Hello! I am Katrina, Randy’s niece and David's daughter. I would like to take this opportunity to share with you my experience as a living kidney donor. It is believed that the kidney disease so prevalent in our family, that the genes which created this genealogical condition will likely not be commuted to my generation of the family.
I donated one of my kidneys 15 and a half years ago at the age of 19, to my aunt Mary. For me, the decision to donate was an easy one to make, but I know that for others, the thought can be very intimidating. The concern I heard the most from my loved ones was that I did not know how painful surgeries were and how long it would take for me to recover. The truth is, that a transplant is much easier on the donor than on the recipient. Donor surgeries are done laparoscopically, so I had four very small puncture-like incisions and one two-inch incision where they removed the kidney. I was a bit sore, mostly what felt like sore back muscles and some tenderness around the incisions, but within a few weeks, I was back to my normal self. I live a very normal life. I am encouraged to drink water, and because of the familial risk of kidney disease, my blood chemistry is checked regularly. Outside of that, there are no special care instructions for a person after donation. I have had no complications and no side effects.

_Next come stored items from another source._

//! Pluggable route providers: trait abstraction for the external
//! geocoding/distance-matrix/directions backend (spec.md §4.9).
//!
//! Grounded on `sim_core::routing`'s shape (trait + `RouteProviderKind` +
//! `build_route_provider` factory + `CachedRouteProvider` LRU decorator),
//! generalised from `sim_core`'s synchronous, H3-cell-keyed contract to an
//! `async_trait` over raw `(lon, lat)` coordinates — this engine's provider
//! calls are genuinely network-bound batch operations (one distance-matrix
//! call per bucket, one directions call per cluster), unlike `sim_core`'s
//! in-process grid lookups.

pub mod http;
pub mod cache;

use async_trait::async_trait;
use serde::{Deserialize, Serialize};

use crate::config::Metric;
use crate::error::{DispatchError, Result};
use crate::geo::Coordinate;

#[derive(Debug, Clone, Copy, Serialize, Deserialize)]
pub struct RouteSummary {
    pub distance_meters: f64,
    pub duration_secs: f64,
}

#[derive(Debug, Clone, Serialize, Deserialize)]
pub struct ProviderStep {
    pub road_name: String,
    pub step_type: i32,
    pub distance_meters: f64,
    pub duration_secs: f64,
    pub instruction: String,
    pub waypoint_indices: Vec<usize>,
}

#[derive(Debug, Clone, Serialize, Deserialize)]
pub struct ProviderSegment {
    pub distance_meters: f64,
    pub duration_secs: f64,
    pub steps: Vec<ProviderStep>,
}

/// `get_directions` response. `visited_order` is `metadata.query.coordinates`
/// in spec.md §4.4/§4.9: the post-optimisation coordinate order, including
/// the depot bookends.
#[derive(Debug, Clone, Serialize, Deserialize)]
pub struct DirectionsResponse {
    pub summary: RouteSummary,
    pub segments: Vec<ProviderSegment>,
    pub visited_order: Vec<Coordinate>,
}

/// `compute_distance_matrix` response, keyed by the provider's configured
/// metric (§4.9: "Provider exposes a `metric` attribute").
#[derive(Debug, Clone, Default)]
pub struct DistanceMatrix {
    pub durations: Option<Vec<Vec<f64>>>,
    pub distances: Option<Vec<Vec<f64>>>,
}

impl DistanceMatrix {
    /// The matrix for whichever metric the provider is configured to use.
    pub fn for_metric(&self, metric: Metric) -> Option<&Vec<Vec<f64>>> {
        match metric {
            Metric::Duration => self.durations.as_ref(),
            Metric::Distance => self.distances.as_ref(),
        }
    }
}

#[async_trait]
pub trait RouteProvider: Send + Sync {
    async fn get_coordinates(
        &self,
        address: &str,
        postal_code: &str,
        city: &str,
        country: &str,
    ) -> Result<Coordinate>;

    async fn compute_distance_matrix(&self, coords: &[Coordinate]) -> Result<DistanceMatrix>;

    async fn get_directions(&self, coords: &[Coordinate]) -> Result<DirectionsResponse>;

    fn metric(&self) -> Metric;
}

/// `[SUPPLEMENT]` a deterministic, non-networked provider used by the test
/// suite and available as `RouteProviderKindConfig::InMemory` — this
/// engine's analogue of `sim_core`'s always-available `H3GridRouteProvider`,
/// re-pointed at plain Haversine geometry instead of an H3 grid.
pub struct InMemoryRouteProvider {
    metric: Metric,
    average_speed_kmh: f64,
}

impl InMemoryRouteProvider {
    pub fn new(metric: Metric, average_speed_kmh: f64) -> Self {
        Self {
            metric,
            average_speed_kmh,
        }
    }
}

impl Default for InMemoryRouteProvider {
    fn default() -> Self {
        Self::new(Metric::Duration, 30.0)
    }
}

#[async_trait]
impl RouteProvider for InMemoryRouteProvider {
    async fn get_coordinates(
        &self,
        _address: &str,
        _postal_code: &str,
        _city: &str,
        _country: &str,
    ) -> Result<Coordinate> {
        Ok(Coordinate::new(0.0, 0.0))
    }

    async fn compute_distance_matrix(&self, coords: &[Coordinate]) -> Result<DistanceMatrix> {
        let n = coords.len();
        let mut distances = vec![vec![0.0; n]; n];
        let mut durations = vec![vec![0.0; n]; n];
        for i in 0..n {
            for j in 0..n {
                let km = crate::geo::distance_km(coords[i], coords[j]);
                let meters = km * 1000.0;
                distances[i][j] = meters;
                durations[i][j] = (km / self.average_speed_kmh) * 3600.0;
            }
        }
        Ok(DistanceMatrix {
            durations: Some(durations),
            distances: Some(distances),
        })
    }

    async fn get_directions(&self, coords: &[Coordinate]) -> Result<DirectionsResponse> {
        if coords.len() < 2 {
            return Err(DispatchError::route_provider(SimpleProviderError(
                "get_directions requires at least two coordinates".to_string(),
            )));
        }

        let mut total_distance = 0.0;
        let mut total_duration = 0.0;
        let mut segments = Vec::with_capacity(coords.len() - 1);
        for pair in coords.windows(2) {
            let km = crate::geo::distance_km(pair[0], pair[1]);
            let distance_meters = km * 1000.0;
            let duration_secs = if km > 0.0 {
                (km / self.average_speed_kmh) * 3600.0
            } else {
                0.0
            };
            total_distance += distance_meters;
            total_duration += duration_secs;
            segments.push(ProviderSegment {
                distance_meters,
                duration_secs,
                steps: vec![ProviderStep {
                    road_name: "unnamed road".to_string(),
                    step_type: 0,
                    distance_meters,
                    duration_secs,
                    instruction: "Head to next stop".to_string(),
                    waypoint_indices: vec![0, 1],
                }],
            });
        }

        Ok(DirectionsResponse {
            summary: RouteSummary {
                distance_meters: total_distance,
                duration_secs: total_duration,
            },
            segments,
            // No real waypoint optimisation: the in-memory provider visits
            // coordinates in the order it was given them.
            visited_order: coords.to_vec(),
        })
    }

    fn metric(&self) -> Metric {
        self.metric
    }
}

#[derive(Debug)]
struct SimpleProviderError(String);

impl std::fmt::Display for SimpleProviderError {
    fn fmt(&self, f: &mut std::fmt::Formatter<'_>) -> std::fmt::Result {
        write!(f, "{}", self.0)
    }
}

impl std::error::Error for SimpleProviderError {}

use std::sync::Arc;

use crate::config::{RouteProviderConfig, RouteProviderKindConfig};

/// Builds a boxed [`RouteProvider`] from configuration, the way
/// `sim_core`'s `build_route_provider` matches on `RouteProviderKind` —
/// re-pointed at this engine's two kinds (`Http`, `InMemory`) instead of
/// `sim_core`'s three (`H3Grid`, `Osrm`, `Precomputed`). `Http` is
/// wrapped in the LRU-caching decorator; `InMemory` is returned bare since
/// it is already an in-process constant-time lookup.
pub fn build_route_provider(config: &RouteProviderConfig) -> Result<Arc<dyn RouteProvider>> {
    match config.kind {
        RouteProviderKindConfig::InMemory => {
            Ok(Arc::new(InMemoryRouteProvider::new(config.metric, 30.0)))
        }
        RouteProviderKindConfig::Http => {
            let endpoint = config.endpoint.clone().ok_or_else(|| {
                DispatchError::configuration("route_provider.endpoint is required for kind=http")
            })?;
            let inner = http::HttpRouteProvider::new(
                endpoint,
                config.api_key.clone(),
                config.profile.clone().unwrap_or_else(|| "driving-car".to_string()),
                config.metric,
            )?;
            Ok(Arc::new(cache::CachedRouteProvider::new(
                Box::new(inner),
                20_000,
            )))
        }
    }
}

The act of donating my kidney has given my life incredible meaning and purpose. There is nothing more empowering, more meaningful, than knowing that you took a part in saving a life; in extending a life. There has not been a single second in these past 15 years that I have regretted my choice. A couple of weeks of recovery gave someone I loved 12 years of life. I would do it again if I could but all I can do is encourage others to donate by sharing my own story. Please consider donation, if not as a live donor then definitely as a deceased donor. Thank you so much for reading, and considering being a Donor! -Katrina C.